Presenciamos tensiones en plena contienda electoral. Cuántos ambiciosos intereses salen a flote. Cuántos personajes oscuros afloran. Atropellan todo aquello que huele a democracia, que sabe a democracia, que suena a democracia. Maquinarias feroces que llevan motores demoledores en sus huestes. Se abre la caja de Pandora y brinca lo impensable. Por eso se hace necesario y urgente comprender que la democracia va más allá de las instituciones formales y de los rituales que regulan el sistema político (elecciones, por ejemplo). La democracia sostenida también debe ser comprendida como un cúmulo de principios y valores de inclusión y pertenencia que permiten la participación auténtica y responsable de los ciudadanos en la toma de decisiones que afectan la vida social y económica del país. ¡La voz libre del pueblo bien vale su defensa!
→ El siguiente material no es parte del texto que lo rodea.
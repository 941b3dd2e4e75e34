//! like-probe - observe how SeaORM translates substring and equality filters.
//!
//! Connects to the configured database, applies the blog/article migration,
//! seeds one blog with one article, then runs each query probe and prints
//! whether the captured SQL used the expected predicate.

mod config;
mod logging;

use std::path::PathBuf;
use std::sync::Arc;

use anyhow::{Context, Result, bail};
use blogs::BlogsService;
use blogs::infra::storage::db::connect;
use blogs::infra::storage::migrations::Migrator;
use blogs::infra::storage::sea_orm_repo::SeaOrmBlogsRepository;
use blogs::probes::{default_probes, run_probes};
use clap::Parser;
use sea_orm_migration::MigratorTrait;
use sql_capture::{CaptureContext, TraceFile};
use tracing::{info, warn};

use crate::config::{AppConfig, CliOverrides};

/// Seeds a blog/articles schema and reports which SQL predicates SeaORM emits
#[derive(Parser)]
#[command(name = "like-probe")]
#[command(version)]
struct Cli {
    /// Path to YAML configuration file
    #[arg(short, long)]
    config: Option<PathBuf>,

    /// Database connection URL (overrides config)
    #[arg(long)]
    database_url: Option<String>,

    /// Search term used by every probe (overrides config)
    #[arg(long)]
    search: Option<String>,

    /// File receiving the captured SQL trace (overrides config)
    #[arg(long)]
    trace_file: Option<PathBuf>,

    /// Print effective configuration (JSON) and exit
    #[arg(long)]
    print_config: bool,

    /// Log verbosity level (-v info, -vv debug, -vvv trace)
    #[arg(short, long, action = clap::ArgAction::Count)]
    verbose: u8,
}

#[tokio::main]
async fn main() -> Result<()> {
    let cli = Cli::parse();

    if let Some(path) = &cli.config
        && !path.is_file()
    {
        bail!("config file does not exist: {}", path.display());
    }

    let mut config = AppConfig::load(cli.config.as_deref())?;
    config.apply_cli_overrides(CliOverrides {
        database_url: cli.database_url,
        search: cli.search,
        trace_file: cli.trace_file,
    });

    if cli.print_config {
        println!("{}", serde_json::to_string_pretty(&config)?);
        return Ok(());
    }

    let trace = config
        .capture
        .trace_file
        .as_ref()
        .map(TraceFile::open)
        .transpose()
        .context("opening SQL trace file")?
        .map(Arc::new);

    logging::init(&config.logging, cli.verbose, trace.clone())?;

    run(&config, trace).await
}

async fn run(config: &AppConfig, trace: Option<Arc<TraceFile>>) -> Result<()> {
    let db = connect(&config.database, trace.clone())
        .await
        .context("connecting to database")?;
    Migrator::up(&db, None).await.context("applying migrations")?;

    let service = BlogsService::new(SeaOrmBlogsRepository::new(db.clone()));
    let seeded = service.seed(&config.seed).await?;
    info!(
        blog_id = %seeded.blog.id,
        article_id = %seeded.article.id,
        blog_created = seeded.blog_created,
        article_created = seeded.article_created,
        "seed data ready"
    );

    // seeding ran outside any capture scope
    sql_capture::reset();

    let probes = default_probes();
    let report = CaptureContext::new()
        .scope(run_probes(&db, &probes, &config.probes.search))
        .await?;

    for outcome in &report.outcomes {
        info!(
            probe = outcome.name,
            observed = %outcome.observed,
            rows = outcome.rows.len(),
            "probe finished"
        );
        println!("{}", outcome.summary());
    }

    if let Some(trace) = trace
        && trace.failed_writes() > 0
    {
        warn!(
            path = %trace.path().display(),
            failed = trace.failed_writes(),
            "some SQL trace entries could not be written"
        );
    }

    Ok(())
}
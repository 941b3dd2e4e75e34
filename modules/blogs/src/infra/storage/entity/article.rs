use sea_orm::entity::prelude::*;
use uuid::Uuid;

#[derive(Clone, Debug, PartialEq, Eq, DeriveEntityModel)]
#[sea_orm(table_name = "articles")]
pub struct Model {
    #[sea_orm(primary_key, auto_increment = false)]
    pub id: Uuid,
    #[sea_orm(column_name = "blogid")]
    pub blog_id: Option<Uuid>,
    pub subtitle: Option<String>,
    pub title: String,
}

#[derive(Copy, Clone, Debug, EnumIter, DeriveRelation)]
pub enum Relation {
    #[sea_orm(
        belongs_to = "super::blog::Entity",
        from = "Column::BlogId",
        to = "super::blog::Column::Id",
        on_delete = "Restrict"
    )]
    Blog,
}

impl ActiveModelBehavior for ActiveModel {}

impl Related<super::blog::Entity> for Entity {
    fn to() -> RelationDef {
        Relation::Blog.def()
    }
}
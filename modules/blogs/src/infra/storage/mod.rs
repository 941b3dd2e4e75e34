//! Storage layer: every SeaORM-specific piece of the crate.
//!
//! - `entity/` - entity definitions for `blogs` and `articles`
//! - `migrations/` - schema migrations
//! - `mapper.rs` - conversions between entity models and domain types
//! - `db.rs` - connection setup with SQL capture installed
//! - `sea_orm_repo.rs` - `BlogsRepository` implementation

pub mod db;
pub mod entity;
pub mod mapper;
pub mod migrations;
pub mod sea_orm_repo;
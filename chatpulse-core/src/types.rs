//! Core domain types for chatpulse
//!
//! These types are shared by the three pipeline stages:
//!
//! | Type | Produced by | Consumed by |
//! |------|-------------|-------------|
//! | [`DefaultMap`] | parser, merger | merger, aggregator |
//! | [`MediaTally`] | parser | aggregator |
//! | [`Report`] | aggregator | CLI, server |
//!
//! ### Identities
//!
//! A *raw identity* is the sender label exactly as it appears in a transcript
//! header. Several raw identities can belong to one *canonical* member (a
//! person exporting from more than one device). Parser output is keyed by raw
//! identity; merger output and the report are keyed by canonical name.

use chrono::NaiveDateTime;
use indexmap::IndexMap;
use serde::{Serialize, Serializer};
use std::fmt;

use crate::config::DISPLAY_DATE_FORMAT;

// ============================================
// Media
// ============================================

/// Kind of media placeholder found in an export.
#[derive(Debug, Clone, Copy, PartialEq, Eq, Hash)]
pub enum MediaKind {
    Image,
    Video,
    Gif,
    Poll,
    VoiceNote,
}

impl MediaKind {
    /// All kinds, in the order their markers are checked.
    pub const ALL: [MediaKind; 5] = [
        MediaKind::Image,
        MediaKind::Video,
        MediaKind::Gif,
        MediaKind::Poll,
        MediaKind::VoiceNote,
    ];

    /// Substring that marks this kind of placeholder line.
    pub fn marker(&self) -> &'static str {
        match self {
            MediaKind::Image => "image omitted",
            MediaKind::Video => "video omitted",
            MediaKind::Gif => "GIF omitted",
            MediaKind::Poll => "POLL:",
            MediaKind::VoiceNote => "audio omitted",
        }
    }

    pub fn as_str(&self) -> &'static str {
        match self {
            MediaKind::Image => "image",
            MediaKind::Video => "video",
            MediaKind::Gif => "gif",
            MediaKind::Poll => "poll",
            MediaKind::VoiceNote => "voice_note",
        }
    }

    fn index(&self) -> usize {
        match self {
            MediaKind::Image => 0,
            MediaKind::Video => 1,
            MediaKind::Gif => 2,
            MediaKind::Poll => 3,
            MediaKind::VoiceNote => 4,
        }
    }
}

impl fmt::Display for MediaKind {
    fn fmt(&self, f: &mut fmt::Formatter<'_>) -> fmt::Result {
        f.write_str(self.as_str())
    }
}

/// Count of media placeholders per kind. Every kind starts at zero.
#[derive(Debug, Clone, Copy, Default, PartialEq, Eq)]
pub struct MediaTally {
    counts: [u64; 5],
}

impl MediaTally {
    pub fn get(&self, kind: MediaKind) -> u64 {
        self.counts[kind.index()]
    }

    pub fn increment(&mut self, kind: MediaKind) {
        self.counts[kind.index()] += 1;
    }

    /// Sum over all kinds.
    pub fn total(&self) -> u64 {
        self.counts.iter().sum()
    }

    /// Add another tally into this one.
    pub fn absorb(&mut self, other: &MediaTally) {
        for (mine, theirs) in self.counts.iter_mut().zip(other.counts) {
            *mine += theirs;
        }
    }
}

// ============================================
// DefaultMap
// ============================================

/// Insertion-ordered map keyed by identity with an explicit default for
/// absent keys.
///
/// Reads through [`DefaultMap::get_or_default`] return `V::default()` (zero
/// counts, empty logs) without inserting anything; writes through
/// [`DefaultMap::entry_or_default`] create the entry on first use. Iteration
/// follows first-insertion order, which is what makes leaderboard ties
/// deterministic.
#[derive(Debug, Clone, PartialEq, Serialize)]
#[serde(transparent)]
pub struct DefaultMap<V> {
    inner: IndexMap<String, V>,
}

impl<V> Default for DefaultMap<V> {
    fn default() -> Self {
        Self {
            inner: IndexMap::new(),
        }
    }
}

impl<V> DefaultMap<V> {
    pub fn new() -> Self {
        Self::default()
    }

    pub fn get(&self, key: &str) -> Option<&V> {
        self.inner.get(key)
    }

    pub fn contains_key(&self, key: &str) -> bool {
        self.inner.contains_key(key)
    }

    pub fn insert(&mut self, key: impl Into<String>, value: V) -> Option<V> {
        self.inner.insert(key.into(), value)
    }

    /// Remove an entry, keeping the order of the remaining ones.
    pub fn remove(&mut self, key: &str) -> Option<V> {
        self.inner.shift_remove(key)
    }

    pub fn len(&self) -> usize {
        self.inner.len()
    }

    pub fn is_empty(&self) -> bool {
        self.inner.is_empty()
    }

    pub fn keys(&self) -> impl Iterator<Item = &str> {
        self.inner.keys().map(String::as_str)
    }

    pub fn iter(&self) -> impl Iterator<Item = (&str, &V)> {
        self.inner.iter().map(|(k, v)| (k.as_str(), v))
    }
}

impl<V: Default> DefaultMap<V> {
    /// Mutable access to `key`, inserting `V::default()` when absent.
    pub fn entry_or_default(&mut self, key: &str) -> &mut V {
        self.inner.entry(key.to_string()).or_default()
    }
}

impl<V: Default + Clone> DefaultMap<V> {
    /// Value for `key`, or `V::default()` when absent. Never inserts.
    pub fn get_or_default(&self, key: &str) -> V {
        self.inner.get(key).cloned().unwrap_or_default()
    }
}

impl<K: Into<String>, V> FromIterator<(K, V)> for DefaultMap<V> {
    fn from_iter<I: IntoIterator<Item = (K, V)>>(iter: I) -> Self {
        Self {
            inner: iter.into_iter().map(|(k, v)| (k.into(), v)).collect(),
        }
    }
}

/// Message counts per identity.
pub type MessageCounts = DefaultMap<u64>;
/// Activity log entries per identity.
pub type ActivityLogs = DefaultMap<Vec<String>>;
/// Resolved join date per identity. Absent means unknown.
pub type JoinDates = DefaultMap<NaiveDateTime>;
/// Media placeholders per identity.
pub type MediaCounts = DefaultMap<MediaTally>;

// ============================================
// Report
// ============================================

/// A value that may be reported as the literal string `"Unknown"`.
#[derive(Debug, Clone, Copy, PartialEq, Eq)]
pub enum OrUnknown<T> {
    Known(T),
    Unknown,
}

impl<T> OrUnknown<T> {
    pub fn known(&self) -> Option<&T> {
        match self {
            OrUnknown::Known(value) => Some(value),
            OrUnknown::Unknown => None,
        }
    }
}

impl<T> From<Option<T>> for OrUnknown<T> {
    fn from(value: Option<T>) -> Self {
        value.map_or(OrUnknown::Unknown, OrUnknown::Known)
    }
}

impl<T: Serialize> Serialize for OrUnknown<T> {
    fn serialize<S: Serializer>(&self, serializer: S) -> Result<S::Ok, S::Error> {
        match self {
            OrUnknown::Known(value) => value.serialize(serializer),
            OrUnknown::Unknown => serializer.serialize_str("Unknown"),
        }
    }
}

impl<T: fmt::Display> fmt::Display for OrUnknown<T> {
    fn fmt(&self, f: &mut fmt::Formatter<'_>) -> fmt::Result {
        match self {
            OrUnknown::Known(value) => value.fmt(f),
            OrUnknown::Unknown => f.write_str("Unknown"),
        }
    }
}

fn serialize_display_date<S: Serializer>(
    date: &OrUnknown<NaiveDateTime>,
    serializer: S,
) -> Result<S::Ok, S::Error> {
    match date {
        OrUnknown::Known(dt) => serializer.collect_str(&dt.format(DISPLAY_DATE_FORMAT)),
        OrUnknown::Unknown => serializer.serialize_str("Unknown"),
    }
}

/// Per-member statistics in the final report.
#[derive(Debug, Clone, PartialEq, Serialize)]
pub struct MemberStats {
    /// Text messages plus media placeholders
    pub messages: u64,
    pub messages_per_day: f64,
    pub percentage_share: f64,
    #[serde(serialize_with = "serialize_display_date")]
    pub joined_chat: OrUnknown<NaiveDateTime>,
    pub days_in_chat: OrUnknown<i64>,
    pub activity_log: Vec<String>,
    pub left_or_removed: usize,
    pub images_sent: u64,
    pub videos_sent: u64,
    pub gifs_sent: u64,
    pub polls_sent: u64,
    pub voicenotes_sent: u64,
    /// 1-based rank by descending messages per day
    pub leaderboard: usize,
}

/// The analysis result for one transcript.
///
/// `members` is ordered by leaderboard rank.
#[derive(Debug, Clone, PartialEq, Serialize)]
pub struct Report {
    pub messages: u64,
    pub images: u64,
    pub videos: u64,
    pub gifs: u64,
    pub polls: u64,
    pub voice_notes: u64,
    pub member_count: usize,
    pub members: IndexMap<String, MemberStats>,
}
O sea, hablo de un principio colectivo que toma forma en instituciones que garantizan y fomentan la participación en la política, previniendo la captura del Estado por parte de sectores de interés o políticos irresponsables y siniestros (que pululan por estos rumbos).
Vilipendiar la democracia es vilipendiar a toda una población, abusar de toda una población y pasar por encima de toda una población. Porque la democracia es comportamiento ciudadano libre, responsable, y el destino del orden político que Guatemala necesita. Sin ella, el sistema se vuelve tiranía.
Jóvenes y adultos, ancianos; estudiantes, obreros, campesinos, artesanos; artistas, burócratas y profesionales; medianos y pequeños empresarios; trabajadores formales e informales; habitantes del campo, aldeas, pueblos y ciudades; indígenas y ladinos. Todos y cada uno, cansados de la debacle del país y de sus exclusiones históricas, integran la fuerza democrática que el país requiere urgentemente para transformarse.
Poco queda. Demandemos entonces propuesta, programa, ruta, idea, trabajo, transparencia, capacidad a cambio de imagen vacía. Insisto, porque si queremos superar esta zozobra, necesitaremos soluciones políticas que rechacen los arreglos patrimonialistas y clientelares para ejercer responsablemente la representación de los diversos intereses y perspectivas de nuestra sociedad. Democracia: Sí. Tiranía: No.